Cuando Leticia iba a la casa de la Sra. Ray, comenzó a sentirse asustada. ¿Cómo podía decirle a la Sra. Ray que había arruinado el libro? Recordó entonces una frase de Ciencia y Salud escrita por Mary Baker Eddy. Dice así: “La honestidad es poder espiritual”.Ciencia y Salud, pág. 453. Deseaba sentir el poder de Dios, puesto que tenía miedo. Entonces la inspiración que le trajo esa frase la ayudó a razonar así: Si tú eres honesta, tienes poder espiritual y no necesitas sentir miedo, porque estás actuando como el reflejo de Dios.

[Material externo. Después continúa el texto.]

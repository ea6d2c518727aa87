use ad_applicability::directives::{ApplicabilityEvaluator, DirectiveStore};
use metrics_exporter_prometheus::PrometheusHandle;
use std::sync::atomic::AtomicBool;
use std::sync::Arc;

#[derive(Clone)]
pub(crate) struct AppState {
    pub(crate) readiness: Arc<AtomicBool>,
    pub(crate) metrics: Arc<PrometheusHandle>,
}

/// Evaluation dependencies shared across request handlers. The store is
/// injected as a trait object so routes run identically against the on-disk
/// library and the in-memory store used in tests.
pub(crate) struct DirectiveContext {
    pub(crate) store: Arc<dyn DirectiveStore>,
    pub(crate) evaluator: ApplicabilityEvaluator,
}

impl DirectiveContext {
    pub(crate) fn new(store: Arc<dyn DirectiveStore>) -> Self {
        Self {
            store,
            evaluator: ApplicabilityEvaluator::new(),
        }
    }
}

La Sra. Ray abrió la puerta. Leticia ni siquiera esperó para saludarla. Simplemente le entregó el libro a la Sra. Ray y le dijo todo lo que había sucedido y cuánto lo lamentaba. Leticia estaba dispuesta a encontrar la manera de pagar por el libro. Hasta estaba preparada para que la Sra. Ray le dijese que no podía ser amiga de alguien que en accesos de rabia arrojaba libros. Pero Leticia no estaba preparada para la respuesta de la Sra. Ray, quien sonrió y le dijo: “Bueno, Leticia, siempre tuve la intención de regalarte el libro. No te preocupes sobre esto ni un minuto más”.
Después de agradecerle a la Sra. Ray, Leticia regresó a su casa. Se sentía muy feliz de saber que la Sra. Ray no estaba molesta. Al principio había pensado que sería difícil decir la verdad, pues podía verse en apuros. Ahora comprobó que la honestidad es una protección, y que jamás se habría sentido feliz consigo misma si no hubiera sido honesta, y no hubiera reflejado esta cualidad como hija de Dios.
Esa noche a la hora de irse a acostar, Leticia le contó a su madre todo lo que había sucedido durante el día. La madre le dijo cuán orgullosa estaba de ella porque no había aceptado la imagen de sí misma que no era verdadera, sino que había corregido el falso retrato de ella con el correcto, y, al ser guiada por Dios, había procedido correctamente. “La furia no forma parte de tu ser”, le dijo la mamá. “Estoy muy contenta de que te hayas disculpado con tu hermanita. Y también de que le hayas dicho la verdad a la Sra. Ray”.
Mientras Leticia se acurrucaba debajo de las mantas, dijo: “Sé que la Biblia nos dice: ’Conoceréis la verdad, y la verdad os hará libres’. Véase Juan 8:32. Bueno, hoy dije la verdad, y ¡la verdad me hizo libre!”